**What needs to be done:** Reproduce all the entries precisely.

▬▬▬▬▬▬

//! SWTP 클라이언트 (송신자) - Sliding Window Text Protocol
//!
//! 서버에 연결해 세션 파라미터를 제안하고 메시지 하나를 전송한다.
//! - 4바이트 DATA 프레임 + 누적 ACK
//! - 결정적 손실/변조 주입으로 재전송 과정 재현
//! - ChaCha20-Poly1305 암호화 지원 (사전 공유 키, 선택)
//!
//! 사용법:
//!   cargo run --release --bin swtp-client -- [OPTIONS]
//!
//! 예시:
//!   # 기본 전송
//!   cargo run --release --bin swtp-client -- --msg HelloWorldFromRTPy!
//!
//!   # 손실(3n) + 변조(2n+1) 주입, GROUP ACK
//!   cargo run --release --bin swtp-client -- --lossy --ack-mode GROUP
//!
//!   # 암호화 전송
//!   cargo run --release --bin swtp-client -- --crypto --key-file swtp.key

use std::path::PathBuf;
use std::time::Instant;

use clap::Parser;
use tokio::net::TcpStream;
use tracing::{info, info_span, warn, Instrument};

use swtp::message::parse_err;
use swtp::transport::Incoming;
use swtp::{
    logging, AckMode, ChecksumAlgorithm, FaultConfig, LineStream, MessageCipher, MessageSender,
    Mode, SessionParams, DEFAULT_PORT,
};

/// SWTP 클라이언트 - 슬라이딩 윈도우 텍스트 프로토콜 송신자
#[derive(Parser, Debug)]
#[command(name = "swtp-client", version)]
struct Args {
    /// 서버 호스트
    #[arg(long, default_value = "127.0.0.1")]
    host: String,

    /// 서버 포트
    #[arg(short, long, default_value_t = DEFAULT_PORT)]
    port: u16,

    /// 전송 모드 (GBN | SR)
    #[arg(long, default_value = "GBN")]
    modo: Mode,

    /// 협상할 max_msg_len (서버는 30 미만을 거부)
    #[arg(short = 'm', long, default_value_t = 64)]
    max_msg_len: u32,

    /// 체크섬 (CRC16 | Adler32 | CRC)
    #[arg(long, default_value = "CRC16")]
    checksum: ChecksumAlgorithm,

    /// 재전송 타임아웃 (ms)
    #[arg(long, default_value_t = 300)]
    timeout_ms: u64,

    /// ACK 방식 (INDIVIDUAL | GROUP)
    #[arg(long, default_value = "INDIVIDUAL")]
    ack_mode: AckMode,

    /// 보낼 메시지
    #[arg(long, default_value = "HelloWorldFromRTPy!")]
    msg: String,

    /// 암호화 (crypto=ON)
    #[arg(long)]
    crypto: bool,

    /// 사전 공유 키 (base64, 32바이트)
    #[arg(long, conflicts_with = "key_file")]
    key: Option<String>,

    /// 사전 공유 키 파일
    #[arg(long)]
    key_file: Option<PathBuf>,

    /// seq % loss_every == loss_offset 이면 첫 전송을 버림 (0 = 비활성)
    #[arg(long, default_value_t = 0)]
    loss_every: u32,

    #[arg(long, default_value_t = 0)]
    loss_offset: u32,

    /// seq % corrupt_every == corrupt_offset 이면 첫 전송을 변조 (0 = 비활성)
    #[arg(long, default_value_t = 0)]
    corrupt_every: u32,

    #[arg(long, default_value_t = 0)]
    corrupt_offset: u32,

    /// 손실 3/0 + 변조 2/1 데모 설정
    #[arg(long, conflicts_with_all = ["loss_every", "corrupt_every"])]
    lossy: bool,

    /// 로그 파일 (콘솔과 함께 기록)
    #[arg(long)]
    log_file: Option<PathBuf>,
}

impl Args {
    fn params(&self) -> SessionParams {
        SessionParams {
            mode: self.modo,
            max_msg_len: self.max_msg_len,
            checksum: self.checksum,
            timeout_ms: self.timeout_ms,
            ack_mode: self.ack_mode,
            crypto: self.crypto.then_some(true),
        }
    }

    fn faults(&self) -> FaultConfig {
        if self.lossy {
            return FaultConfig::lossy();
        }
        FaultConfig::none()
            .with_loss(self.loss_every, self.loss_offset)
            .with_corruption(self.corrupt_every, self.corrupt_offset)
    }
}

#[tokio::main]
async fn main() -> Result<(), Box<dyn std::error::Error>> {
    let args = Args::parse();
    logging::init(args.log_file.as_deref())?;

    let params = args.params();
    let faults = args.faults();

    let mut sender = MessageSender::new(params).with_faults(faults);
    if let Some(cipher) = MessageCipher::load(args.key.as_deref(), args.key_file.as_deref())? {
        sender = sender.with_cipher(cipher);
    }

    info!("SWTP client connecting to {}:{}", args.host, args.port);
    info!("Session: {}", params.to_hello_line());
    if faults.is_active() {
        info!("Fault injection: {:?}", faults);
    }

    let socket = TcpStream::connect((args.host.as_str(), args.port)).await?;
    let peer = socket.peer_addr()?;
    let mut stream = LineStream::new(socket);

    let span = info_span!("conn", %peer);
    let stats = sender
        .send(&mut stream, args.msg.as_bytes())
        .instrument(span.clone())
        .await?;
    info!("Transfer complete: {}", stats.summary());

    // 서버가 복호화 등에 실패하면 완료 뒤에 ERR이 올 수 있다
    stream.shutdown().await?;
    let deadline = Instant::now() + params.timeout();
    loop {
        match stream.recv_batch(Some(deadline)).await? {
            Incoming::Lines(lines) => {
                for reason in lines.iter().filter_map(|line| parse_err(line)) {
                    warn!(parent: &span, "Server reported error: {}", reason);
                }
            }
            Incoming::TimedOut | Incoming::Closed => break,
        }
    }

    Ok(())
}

▬▬▬▬▬▬

**Response area:**
//! SWTP 클라이언트 (송신자) - Sliding Window Text Protocol
//!
//! 서버에 연결해 세션 파라미터를 제안하고 메시지 하나를 전송한다.
//! - 4바이트 DATA 프레임 + 누적 ACK
//! - 결정적 손실/변조 주입으로 재전송 과정 재현
//! - ChaCha20-Poly1305 암호화 지원 (사전 공유 키, 선택)
//!
//! 사용법:
//!   cargo run --release --bin swtp-client -- [OPTIONS]
//!
//! 예시:
//!   # 기본 전송
//!   cargo run --release --bin swtp-client -- --msg HelloWorldFromRTPy!
//!
//!   # 손실(3n) + 변조(2n+1) 주입, GROUP ACK
//!   cargo run --release --bin swtp-client -- --lossy --ack-mode GROUP
//!
//!   # 암호화 전송
//!   cargo run --release --bin swtp-client -- --crypto --key-file swtp.key

use std::path::PathBuf;
use std::time::Instant;

use clap::Parser;
use tokio::net::TcpStream;
use tracing::{info, info_span, warn, Instrument};

use swtp::message::parse_err;
use swtp::transport::Incoming;
use swtp::{
    logging, AckMode, ChecksumAlgorithm, FaultConfig, LineStream, MessageCipher, MessageSender,
    Mode, SessionParams, DEFAULT_PORT,
};

/// SWTP 클라이언트 - 슬라이딩 윈도우 텍스트 프로토콜 송신자
#[derive(Parser, Debug)]
#[command(name = "swtp-client", version)]
struct Args {
    /// 서버 호스트
    #[arg(long, default_value = "127.0.0.1")]
    host: String,

    /// 서버 포트
    #[arg(short, long, default_value_t = DEFAULT_PORT)]
    port: u16,

    /// 전송 모드 (GBN | SR)
    #[arg(long, default_value = "GBN")]
    modo: Mode,

    /// 협상할 max_msg_len (서버는 30 미만을 거부)
    #[arg(short = 'm', long, default_value_t = 64)]
    max_msg_len: u32,

    /// 체크섬 (CRC16 | Adler32 | CRC)
    #[arg(long, default_value = "CRC16")]
    checksum: ChecksumAlgorithm,

    /// 재전송 타임아웃 (ms)
    #[arg(long, default_value_t = 300)]
    timeout_ms: u64,

    /// ACK 방식 (INDIVIDUAL | GROUP)
    #[arg(long, default_value = "INDIVIDUAL")]
    ack_mode: AckMode,

    /// 보낼 메시지
    #[arg(long, default_value = "HelloWorldFromRTPy!")]
    msg: String,

    /// 암호화 (crypto=ON)
    #[arg(long)]
    crypto: bool,

    /// 사전 공유 키 (base64, 32바이트)
    #[arg(long, conflicts_with = "key_file")]
    key: Option<String>,

    /// 사전 공유 키 파일
    #[arg(long)]
    key_file: Option<PathBuf>,

    /// seq % loss_every == loss_offset 이면 첫 전송을 버림 (0 = 비활성)
    #[arg(long, default_value_t = 0)]
    loss_every: u32,

    #[arg(long, default_value_t = 0)]
    loss_offset: u32,

    /// seq % corrupt_every == corrupt_offset 이면 첫 전송을 변조 (0 = 비활성)
    #[arg(long, default_value_t = 0)]
    corrupt_every: u32,

    #[arg(long, default_value_t = 0)]
    corrupt_offset: u32,

    /// 손실 3/0 + 변조 2/1 데모 설정
    #[arg(long, conflicts_with_all = ["loss_every", "corrupt_every"])]
    lossy: bool,

    /// 로그 파일 (콘솔과 함께 기록)
    #[arg(long)]
    log_file: Option<PathBuf>,
}

impl Args {
    fn params(&self) -> SessionParams {
        SessionParams {
            mode: self.modo,
            max_msg_len: self.max_msg_len,
            checksum: self.checksum,
            timeout_ms: self.timeout_ms,
            ack_mode: self.ack_mode,
            crypto: self.crypto.then_some(true),
        }
    }

    fn faults(&self) -> FaultConfig {
        if self.lossy {
            return FaultConfig::lossy();
        }
        FaultConfig::none()
            .with_loss(self.loss_every, self.loss_offset)
            .with_corruption(self.corrupt_every, self.corrupt_offset)
    }
}

#[tokio::main]
async fn main() -> Result<(), Box<dyn std::error::Error>> {
    let args = Args::parse();
    logging::init(args.log_file.as_deref())?;

    let params = args.params();
    let faults = args.faults();

    let mut sender = MessageSender::new(params).with_faults(faults);
    if let Some(cipher) = MessageCipher::load(args.key.as_deref(), args.key_file.as_deref())? {
        sender = sender.with_cipher(cipher);
    }

    info!("SWTP client connecting to {}:{}", args.host, args.port);
    info!("Session: {}", params.to_hello_line());
    if faults.is_active() {
        info!("Fault injection: {:?}", faults);
    }

    let socket = TcpStream::connect((args.host.as_str(), args.port)).await?;
    let peer = socket.peer_addr()?;
    let mut stream = LineStream::new(socket);

    let span = info_span!("conn", %peer);
    let stats = sender
        .send(&mut stream, args.msg.as_bytes())
        .instrument(span.clone())
        .await?;
    info!("Transfer complete: {}", stats.summary());

    // 서버가 복호화 등에 실패하면 완료 뒤에 ERR이 올 수 있다
    stream.shutdown().await?;
    let deadline = Instant::now() + params.timeout();
    loop {
        match stream.recv_batch(Some(deadline)).await? {
            Incoming::Lines(lines) => {
                for reason in lines.iter().filter_map(|line| parse_err(line)) {
                    warn!(parent: &span, "Server reported error: {}", reason);
                }
            }
            Incoming::TimedOut | Incoming::Closed => break,
        }
    }

    Ok(())
}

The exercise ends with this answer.